Stored items:
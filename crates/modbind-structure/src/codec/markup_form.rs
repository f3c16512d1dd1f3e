//! RDF/XML containment form
//!
//! ```text
//! rdf:RDF
//!   rm_modules:Binding (structure root)
//!     rm_modules:childBindings
//!       rm_modules:Binding ...
//! ```
//!
//! An empty container is written as `childBindings rdf:resource="rdf:nil"`.
//! Binding properties the model does not know are carried as raw elements.

use crate::binding::{Binding, Extra, ResourceRef};
use crate::error::{Result, StructureError};
use crate::markup::{Element, Namespaces, QName};
use crate::tree::{ModuleStructure, NodeId};
use crate::vocab::{OSLC_CONFIG, RDF, RDF_NIL, RM_MODULES, XSD_BOOLEAN};
use tracing::{debug, trace};

pub(super) fn decode(root: &Element, namespaces: &Namespaces) -> Result<ModuleStructure> {
    if !root.is(RDF, "RDF") {
        return Err(StructureError::malformed(format!(
            "document element is {}, expected rdf:RDF",
            root.name
        )));
    }
    let top = root
        .child(RM_MODULES, "Binding")
        .ok_or_else(|| StructureError::malformed("no structure root Binding under rdf:RDF"))?;

    let (root_binding, children) = read_binding(top)?;
    let mut tree = ModuleStructure::new(root_binding).with_namespaces(namespaces.clone());
    let mut pending = vec![(tree.root(), children)];

    while let Some((parent, children)) = pending.pop() {
        for element in children {
            let (binding, grandchildren) = read_binding(element)?;
            let node = tree
                .append_child(parent, binding)
                .map_err(|err| match err {
                    StructureError::DuplicateBinding(id) => {
                        StructureError::malformed(format!("binding {id} appears more than once"))
                    }
                    other => other,
                })?;
            pending.push((node, grandchildren));
        }
    }
    debug!(bindings = tree.binding_count(), "markup structure decoded");
    Ok(tree)
}

fn read_binding(element: &Element) -> Result<(Binding, Vec<&Element>)> {
    let id = element
        .about()
        .ok_or_else(|| StructureError::malformed("Binding without rdf:about"))?;
    let mut binding = Binding::new(id);
    let mut container: Option<Vec<&Element>> = None;

    for property in element.elements() {
        if property.is(RM_MODULES, "childBindings") {
            if container.is_some() {
                return Err(StructureError::malformed(format!(
                    "binding {id} has two childBindings containers"
                )));
            }
            container = Some(read_container(id, property)?);
        } else if property.is(RM_MODULES, "isHeading") {
            binding.is_heading = property.text().trim() == "true";
        } else if property.is(RM_MODULES, "boundArtifact") {
            binding.bound_artifact = Some(resource_of(id, property)?);
        } else if property.is(RM_MODULES, "module") {
            binding.module = Some(resource_of(id, property)?);
        } else if property.is(OSLC_CONFIG, "component") {
            binding.component = Some(resource_of(id, property)?);
        } else {
            trace!(%id, property = %property.name, "keeping unknown binding property");
            binding.extras.push(Extra::Markup(property.clone()));
        }
    }

    let children = container.ok_or_else(|| {
        StructureError::malformed(format!("binding {id} has no childBindings container"))
    })?;
    Ok((binding, children))
}

fn read_container<'a>(id: &str, container: &'a Element) -> Result<Vec<&'a Element>> {
    if let Some(resource) = container.resource() {
        if resource != RDF_NIL || container.has_elements() {
            return Err(StructureError::malformed(format!(
                "childBindings of {id} points at {resource} instead of holding bindings"
            )));
        }
        return Ok(Vec::new());
    }
    container
        .elements()
        .map(|child| {
            if child.is(RM_MODULES, "Binding") {
                Ok(child)
            } else {
                Err(StructureError::malformed(format!(
                    "childBindings of {id} contains {}",
                    child.name
                )))
            }
        })
        .collect()
}

fn resource_of(id: &str, property: &Element) -> Result<ResourceRef> {
    property.resource().map(ResourceRef::from).ok_or_else(|| {
        StructureError::malformed(format!(
            "{} of binding {id} has no rdf:resource",
            property.name
        ))
    })
}

struct Names {
    binding: QName,
    child_bindings: QName,
    is_heading: QName,
    bound_artifact: QName,
    module: QName,
    component: QName,
    about: QName,
    resource: QName,
    datatype: QName,
    parse_type: QName,
}

impl Names {
    fn new(ns: &Namespaces) -> Self {
        let rm = |local: &str| ns.name(RM_MODULES, "rm_modules", local);
        let rdf = |local: &str| ns.name(RDF, "rdf", local);
        Self {
            binding: rm("Binding"),
            child_bindings: rm("childBindings"),
            is_heading: rm("isHeading"),
            bound_artifact: rm("boundArtifact"),
            module: rm("module"),
            component: ns.name(OSLC_CONFIG, "oslc_config", "component"),
            about: rdf("about"),
            resource: rdf("resource"),
            datatype: rdf("datatype"),
            parse_type: rdf("parseType"),
        }
    }

    fn reference(&self, name: &QName, target: &ResourceRef) -> Element {
        Element::new(name.clone()).with_attribute(self.resource.clone(), target.as_str())
    }
}

pub(super) fn encode(tree: &ModuleStructure) -> (Element, Namespaces) {
    let mut namespaces = tree.namespaces().clone();
    namespaces.merge(&Namespaces::with_defaults());
    let names = Names::new(&namespaces);

    let mut document = Element::new(namespaces.name(RDF, "rdf", "RDF"));
    for (prefix, uri) in namespaces.iter() {
        document = document.with_declaration(prefix, uri);
    }
    let document = document.with_child(binding_element(tree, tree.root(), &names));
    (document, namespaces)
}

fn binding_element(tree: &ModuleStructure, node: NodeId, names: &Names) -> Element {
    let binding = tree.binding(node);
    let is_heading = if binding.is_heading { "true" } else { "false" };
    let mut element = Element::new(names.binding.clone())
        .with_attribute(names.about.clone(), binding.id.as_str())
        .with_child(
            Element::new(names.is_heading.clone())
                .with_attribute(names.datatype.clone(), XSD_BOOLEAN)
                .with_text(is_heading),
        );

    if let Some(component) = &binding.component {
        element = element.with_child(names.reference(&names.component, component));
    }
    if let Some(artifact) = &binding.bound_artifact {
        element = element.with_child(names.reference(&names.bound_artifact, artifact));
    }
    if let Some(module) = &binding.module {
        element = element.with_child(names.reference(&names.module, module));
    }
    for extra in &binding.extras {
        if let Extra::Markup(property) = extra {
            element = element.with_child(property.clone());
        }
    }

    let children = tree.children(node);
    let container = if children.is_empty() {
        Element::new(names.child_bindings.clone()).with_attribute(names.resource.clone(), RDF_NIL)
    } else {
        children.iter().fold(
            Element::new(names.child_bindings.clone())
                .with_attribute(names.parse_type.clone(), "Collection"),
            |container, child| container.with_child(binding_element(tree, *child, names)),
        )
    };
    element.with_child(container)
}

#[cfg(test)]
mod tests {
    use super::*;
    use crate::codec::{decode_body, encode_body, WireForm};
    use pretty_assertions::assert_eq;

    const STRUCTURE: &str = r#"<?xml version="1.0" encoding="UTF-8"?>
<rdf:RDF xmlns:rdf="http://www.w3.org/1999/02/22-rdf-syntax-ns#"
         xmlns:rm_modules="http://jazz.net/ns/rm/dng/module#"
         xmlns:oslc_config="http://open-services.net/ns/config#"
         xmlns:dcterms="http://purl.org/dc/terms/">
  <rm_modules:Binding rdf:about="https://rm/resources/M1/structure">
    <rm_modules:module rdf:resource="https://rm/resources/M1"/>
    <rm_modules:childBindings rdf:parseType="Collection">
      <rm_modules:Binding rdf:about="https://rm/resources/MB_1">
        <rm_modules:isHeading rdf:datatype="http://www.w3.org/2001/XMLSchema#boolean">true</rm_modules:isHeading>
        <oslc_config:component rdf:resource="https://rm/cm/component/C1"/>
        <rm_modules:boundArtifact rdf:resource="https://rm/resources/CA_1"/>
        <rm_modules:module rdf:resource="https://rm/resources/M1"/>
        <dcterms:modified>2024-01-01T00:00:00Z</dcterms:modified>
        <rm_modules:childBindings rdf:resource="http://www.w3.org/1999/02/22-rdf-syntax-ns#nil"/>
      </rm_modules:Binding>
    </rm_modules:childBindings>
  </rm_modules:Binding>
</rdf:RDF>"#;

    #[test]
    fn decode_reads_containment() {
        let tree = decode_body(WireForm::Markup, STRUCTURE).unwrap();
        assert_eq!(tree.binding_count(), 2);

        let h1 = tree.children(tree.root())[0];
        let b = tree.binding(h1);
        assert!(b.is_heading);
        assert_eq!(b.bound_artifact, Some(ResourceRef::new("https://rm/resources/CA_1")));
        assert_eq!(b.component, Some(ResourceRef::new("https://rm/cm/component/C1")));
        assert_eq!(b.extras.len(), 1);
        assert!(tree.children(h1).is_empty());
    }

    #[test]
    fn unknown_properties_survive_round_trip() {
        let tree = decode_body(WireForm::Markup, STRUCTURE).unwrap();
        let body = encode_body(&tree, WireForm::Markup).unwrap();
        assert!(body.contains("dcterms:modified"));
        assert!(body.contains("xmlns:dcterms=\"http://purl.org/dc/terms/\""));
        assert_eq!(decode_body(WireForm::Markup, &body).unwrap(), tree);
    }

    #[test]
    fn empty_container_written_as_nil() {
        let tree = decode_body(WireForm::Markup, STRUCTURE).unwrap();
        let body = encode_body(&tree, WireForm::Markup).unwrap();
        assert!(body.contains(RDF_NIL));
        assert!(body.contains("rdf:parseType=\"Collection\""));
    }

    #[test]
    fn missing_container_is_malformed() {
        let doc = r#"<rdf:RDF xmlns:rdf="http://www.w3.org/1999/02/22-rdf-syntax-ns#"
                       xmlns:rm_modules="http://jazz.net/ns/rm/dng/module#">
            <rm_modules:Binding rdf:about="s"/></rdf:RDF>"#;
        let err = decode_body(WireForm::Markup, doc).unwrap_err();
        assert!(matches!(err, StructureError::Malformed(m) if m.contains("no childBindings")));
    }

    #[test]
    fn missing_root_binding_is_malformed() {
        let doc = r#"<rdf:RDF xmlns:rdf="http://www.w3.org/1999/02/22-rdf-syntax-ns#"/>"#;
        assert!(matches!(
            decode_body(WireForm::Markup, doc),
            Err(StructureError::Malformed(_))
        ));
    }

    #[test]
    fn foreign_element_in_container_is_malformed() {
        let doc = r#"<rdf:RDF xmlns:rdf="http://www.w3.org/1999/02/22-rdf-syntax-ns#"
                       xmlns:rm_modules="http://jazz.net/ns/rm/dng/module#">
            <rm_modules:Binding rdf:about="s">
              <rm_modules:childBindings><rdf:Description rdf:about="x"/></rm_modules:childBindings>
            </rm_modules:Binding></rdf:RDF>"#;
        assert!(matches!(
            decode_body(WireForm::Markup, doc),
            Err(StructureError::Malformed(_))
        ));
    }

    #[test]
    fn duplicate_binding_is_malformed() {
        let doc = r#"<rdf:RDF xmlns:rdf="http://www.w3.org/1999/02/22-rdf-syntax-ns#"
                       xmlns:rm_modules="http://jazz.net/ns/rm/dng/module#">
            <rm_modules:Binding rdf:about="s">
              <rm_modules:childBindings rdf:parseType="Collection">
                <rm_modules:Binding rdf:about="a"><rm_modules:childBindings rdf:resource="http://www.w3.org/1999/02/22-rdf-syntax-ns#nil"/></rm_modules:Binding>
                <rm_modules:Binding rdf:about="a"><rm_modules:childBindings rdf:resource="http://www.w3.org/1999/02/22-rdf-syntax-ns#nil"/></rm_modules:Binding>
              </rm_modules:childBindings>
            </rm_modules:Binding></rdf:RDF>"#;
        let err = decode_body(WireForm::Markup, doc).unwrap_err();
        assert!(matches!(err, StructureError::Malformed(m) if m.contains("more than once")));
    }

    #[test]
    fn heading_flag_written_back_when_false() {
        let doc = r#"<rdf:RDF xmlns:rdf="http://www.w3.org/1999/02/22-rdf-syntax-ns#"
                       xmlns:rm_modules="http://jazz.net/ns/rm/dng/module#">
            <rm_modules:Binding rdf:about="s">
              <rm_modules:isHeading rdf:datatype="http://www.w3.org/2001/XMLSchema#boolean">false</rm_modules:isHeading>
              <rm_modules:childBindings rdf:parseType="Collection">
                <rm_modules:Binding rdf:about="a">
                  <rm_modules:isHeading rdf:datatype="http://www.w3.org/2001/XMLSchema#boolean">false</rm_modules:isHeading>
                  <rm_modules:childBindings rdf:resource="http://www.w3.org/1999/02/22-rdf-syntax-ns#nil"/>
                </rm_modules:Binding>
              </rm_modules:childBindings>
            </rm_modules:Binding></rdf:RDF>"#;
        let tree = decode_body(WireForm::Markup, doc).unwrap();
        let body = encode_body(&tree, WireForm::Markup).unwrap();
        assert_eq!(body.matches(">false</rm_modules:isHeading>").count(), 2);
        assert_eq!(decode_body(WireForm::Markup, &body).unwrap(), tree);
    }

    #[test]
    fn heading_flag_precedes_references() {
        let tree = decode_body(WireForm::Markup, STRUCTURE).unwrap();
        let body = encode_body(&tree, WireForm::Markup).unwrap();
        let flag = body.find(">true</rm_modules:isHeading>").unwrap();
        let artifact = body.find("rm_modules:boundArtifact").unwrap();
        assert!(flag < artifact);
    }
}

**Exercise aim**. In the entries above, identify every line with the word "matches". Copy those lines.

**Response**.
        assert!(matches!(err, StructureError::Malformed(m) if m.contains("no childBindings")));
        assert!(matches!(
        assert!(matches!(
        assert!(matches!(err, StructureError::Malformed(m) if m.contains("more than once")));
        assert_eq!(body.matches(">false</rm_modules:isHeading>").count(), 2);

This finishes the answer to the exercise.